Сергей поморщился. Он ждал этого разговора, особенно, после того как научил Эссена пользоваться ноутбуком. Лейтенант просиживал ночи за монитором, а поутру ходил, как мешком по голове ударенный. На гостя из будущего он поглядывал странно - со смесью восторга и недоумения.
- Вы, Реймонд Федорыч, так уверены в благоразумии этих «государственных мужей»? Насколько я понимаю, государь император не жалует научный прогресс, а в нынешней России все делается исключительно по его воле. Вы вот - беретесь предсказать, каких дров он наломает, ознакомившись с нашей версией истории хотя бы на ближайшие лет сорок? Я уж не говорю о более дальнем сроке...
Эссен пожал плечами. Его распирала жажда действий; получив доступ к кладезю бесценной информации, он вообразил, что грандиозные перемены должны начаться сейчас, сразу, и любое промедление -воистину, преступление перед человечеством! .
«Фантастики ты не читал, дружище. А если и читал, то не ту. Мсье Жюль Верн убедил вас, что технический прогресс - сам по себе благо, самоцель, а вы и поверили. Хотя, что вам оставалось? На каждом этапе развития цивилизации - свой исторический опыт, и его еще надо осмыслить. А без этого осмысления, любые рассуждения о путях прогресса - не более, чем беллетристика...»
За разговором они прошли почти половину пути. За песчаной дюной открылся вид на причал для гидропланов. Сейчас аппараты стояли на слипах, словно гигантские древние перепончатокрылые твари, присевшие отдохнуть на песок. Возле крайнего возились мотористы. Велесов пригляделся - на носу крупные цифры 32.
Реймонд Федорыч, меня что, Марченко повезет? Вроде, говорили - Жора?
- Он и полетит, только на чужом аппарате. Князинька наш опять отличился - решил вишь, помочь мотористам. Они вытаскивали на слип Жорин аппарат, ну а Константил Лексаныч решил, что без его сильных рук никуда. Ну и пробили «двадцать четвертой» днище. Дыра - кулак пролезет, Корнилович как увидел, так чуть с кулаками не полез... Князь весь вечер провозился с мотористами, заплату ставил. Говорит - к завтрашнему вечеру высохнет. А я распорядился, чтобы Жора взял их аппарат. Борис Львович мне завтра здесь нужен.
Эссен с лейтенантом Марченко собирались заняться планированием очередного налета на плацдарм - пора было, наконец, опробовать флешетты в настоящем деле.
- Master Essen! Sir! Слушай здес, ипена твой мать! Wait for me, please! Рваный джопа, сука син! Wait!
Собеседники обернулись. Судя по звукам, неведомый сквернословец ломился через буйные, в человеческий рост, травяные заросли. Насчет его личности никаких сомнений быть не могло - кто еще в Каче мог разбавлять английскую речь исконно русскими оборотами?
- Патрик? Ты, что ль? Вконец ополоумел, постреленок, с кем говоришь? Линьков захотел?
Зря Эссен ругается, подумал Сергей. Мальчишка наверняка не понимает смысла матерщины: нахватался у матросов, вот и привлекает внимание, как умеет.

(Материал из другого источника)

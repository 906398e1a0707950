use crate::model::{ConversationKey, Direction, DispositionRef, Message, MessageId, MessageKind};
use crate::wire::{ConversationRefPayload, RawMessage, SendFailedPayload, WireMsg};
use chrono::{DateTime, TimeZone, Utc};
use serde_json::Value;
use thiserror::Error;

#[derive(Debug, Clone, PartialEq, Eq, Error)]
pub enum IngestError {
    #[error("malformed event: missing {field}")]
    MissingField { field: &'static str },
    #[error("malformed event: invalid {field}: {reason}")]
    InvalidField { field: &'static str, reason: String },
}

impl IngestError {
    fn invalid(field: &'static str, reason: impl Into<String>) -> Self {
        Self::InvalidField {
            field,
            reason: reason.into(),
        }
    }
}

/// Where a removal or reopen applies.
#[derive(Debug, Clone, PartialEq, Eq, Hash)]
pub enum ConversationTarget {
    Conversation(ConversationKey),
    Contact(String),
}

#[derive(Debug, Clone, PartialEq, Eq)]
pub struct SendFailure {
    pub message_id: Option<MessageId>,
    pub contact: Option<String>,
    pub code: String,
    pub message: String,
}

/// Conversation event after boundary validation.
#[derive(Debug, Clone, PartialEq, Eq)]
pub enum InboundEvent {
    NewMessage(Message),
    SendConfirmed(Message),
    SendFailed(SendFailure),
    LineReallocated(Message),
    ConversationRemoved(ConversationTarget),
    ConversationReopened(ConversationTarget),
}

impl InboundEvent {
    pub fn kind(&self) -> &'static str {
        match self {
            InboundEvent::NewMessage(_) => "new_message",
            InboundEvent::SendConfirmed(_) => "send_confirmed",
            InboundEvent::SendFailed(_) => "send_failed",
            InboundEvent::LineReallocated(_) => "line_reallocated",
            InboundEvent::ConversationRemoved(_) => "conversation_removed",
            InboundEvent::ConversationReopened(_) => "conversation_reopened",
        }
    }

    pub fn message(&self) -> Option<&Message> {
        match self {
            InboundEvent::NewMessage(message)
            | InboundEvent::SendConfirmed(message)
            | InboundEvent::LineReallocated(message) => Some(message),
            _ => None,
        }
    }
}

/// Turns a push frame into a conversation event.
///
/// Session frames (hello, subscribe, heartbeat) yield `Ok(None)`.
pub fn inbound_from_wire(msg: WireMsg) -> Result<Option<InboundEvent>, IngestError> {
    let event = match msg {
        WireMsg::Hello(_) | WireMsg::Subscribe(_) | WireMsg::Heartbeat(_) => return Ok(None),
        WireMsg::NewMessage(raw) => InboundEvent::NewMessage(message_from_raw(raw)?),
        WireMsg::SendConfirmed(raw) => {
            let mut message = message_from_raw(raw)?;
            message.direction = Direction::FromOperator;
            InboundEvent::SendConfirmed(message)
        }
        WireMsg::SendFailed(payload) => InboundEvent::SendFailed(send_failure(payload)?),
        WireMsg::LineReallocated(raw) => InboundEvent::LineReallocated(message_from_raw(raw)?),
        WireMsg::ConversationRemoved(payload) => {
            InboundEvent::ConversationRemoved(conversation_target(payload)?)
        }
        WireMsg::ConversationReopened(payload) => {
            InboundEvent::ConversationReopened(conversation_target(payload)?)
        }
    };
    Ok(Some(event))
}

pub fn message_from_raw(raw: RawMessage) -> Result<Message, IngestError> {
    let id = non_blank(raw.id, "id")?;
    let contact = non_blank(raw.contact, "contact")?;
    let channel = parse_channel(raw.channel.as_ref())?;
    let timestamp = match raw.timestamp.as_ref() {
        Some(value) => parse_timestamp(value)?,
        None => return Err(IngestError::MissingField { field: "timestamp" }),
    };
    let direction = match (raw.direction.as_deref(), raw.from_operator) {
        (Some(value), _) => value
            .parse::<Direction>()
            .map_err(|err| IngestError::invalid("direction", err))?,
        (None, Some(true)) => Direction::FromOperator,
        (None, Some(false)) => Direction::FromContact,
        (None, None) => return Err(IngestError::MissingField { field: "direction" }),
    };
    let kind = match raw.kind.as_deref() {
        Some(value) => value
            .parse::<MessageKind>()
            .map_err(|err| IngestError::invalid("kind", err))?,
        None => MessageKind::default(),
    };
    let display_name = raw
        .display_name
        .map(|name| name.trim().to_string())
        .filter(|name| !name.is_empty())
        .unwrap_or_else(|| contact.clone());

    Ok(Message {
        id: MessageId(id),
        key: ConversationKey { contact, channel },
        display_name,
        body: raw.body.unwrap_or_default(),
        kind,
        media_ref: raw.media_ref.filter(|value| !value.trim().is_empty()),
        direction,
        timestamp,
        disposition: raw
            .disposition
            .map(|value| value.trim().to_string())
            .filter(|value| !value.is_empty())
            .map(DispositionRef),
    })
}

fn send_failure(payload: SendFailedPayload) -> Result<SendFailure, IngestError> {
    if payload.message_id.is_none() && payload.contact.is_none() {
        return Err(IngestError::MissingField {
            field: "message_id or contact",
        });
    }
    Ok(SendFailure {
        message_id: payload.message_id.map(MessageId),
        contact: payload.contact,
        code: payload.code,
        message: payload.message,
    })
}

fn conversation_target(payload: ConversationRefPayload) -> Result<ConversationTarget, IngestError> {
    let contact = non_blank(payload.contact, "contact")?;
    if payload.all_channels {
        return Ok(ConversationTarget::Contact(contact));
    }
    let channel = parse_channel(payload.channel.as_ref())?;
    Ok(ConversationTarget::Conversation(ConversationKey {
        contact,
        channel,
    }))
}

fn non_blank(value: Option<String>, field: &'static str) -> Result<String, IngestError> {
    match value {
        Some(value) if !value.trim().is_empty() => Ok(value.trim().to_string()),
        _ => Err(IngestError::MissingField { field }),
    }
}

/// Channels arrive as integers, numeric strings, or null.
pub fn parse_channel(value: Option<&Value>) -> Result<Option<i64>, IngestError> {
    match value {
        None | Some(Value::Null) => Ok(None),
        Some(Value::Number(number)) => number
            .as_i64()
            .map(Some)
            .ok_or_else(|| IngestError::invalid("channel", format!("not an integer: {number}"))),
        Some(Value::String(text)) if text.trim().is_empty() => Ok(None),
        Some(Value::String(text)) => text
            .trim()
            .parse::<i64>()
            .map(Some)
            .map_err(|err| IngestError::invalid("channel", err.to_string())),
        Some(other) => Err(IngestError::invalid(
            "channel",
            format!("unexpected value: {other}"),
        )),
    }
}

/// RFC 3339 strings, or integers counted in epoch milliseconds.
pub fn parse_timestamp(value: &Value) -> Result<DateTime<Utc>, IngestError> {
    match value {
        Value::String(text) => DateTime::parse_from_rfc3339(text.trim())
            .map(|dt| dt.with_timezone(&Utc))
            .map_err(|err| IngestError::invalid("timestamp", err.to_string())),
        Value::Number(number) => {
            let millis = number.as_i64().ok_or_else(|| {
                IngestError::invalid("timestamp", format!("not an integer: {number}"))
            })?;
            Utc.timestamp_millis_opt(millis)
                .single()
                .ok_or_else(|| IngestError::invalid("timestamp", format!("out of range: {millis}")))
        }
        other => Err(IngestError::invalid(
            "timestamp",
            format!("unexpected value: {other}"),
        )),
    }
}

Соломенная вихрастая голова мелькнула в ковылях, и через мгновенье Петька-Патрик уже стоял перед Эссеном с Велесовым взахлеб что-то объяснял, для убедительности помогая себе руками. От волнения он позабыл даже те немногие русские слова, что успел выучить, а ирландский акцент делал эту языковую смесь совсем уж неудобопонимаемой.
- Что стряслось? Да успокойся ты, и давай лучше по-английски!
Переведя дух и отплевавшись от пыли, Патрик перешел на родной язык - и чем больше говорил, тем тревожнее переглядывались слушатели.
Оказывается, после скандала, учиненного Велесовым, юнга решил проследить за врачом. Он узнал его спутника, британского репортера, мало того, подслушал их разговор. Фибих и Блэксторм не таились - кто тмог заподозрить снующих вокруг матросов в знании английского? Про Петьку врач и думать забыл, а зря: для него, выросшего на улицах Белфаста, не составило труда прицепиться к пролетке. Патрик доехал до самого Александрово-Михайловского хутора и видел, как Фибих договаривается с хозяевами о постое для Блэксторма и жандарма.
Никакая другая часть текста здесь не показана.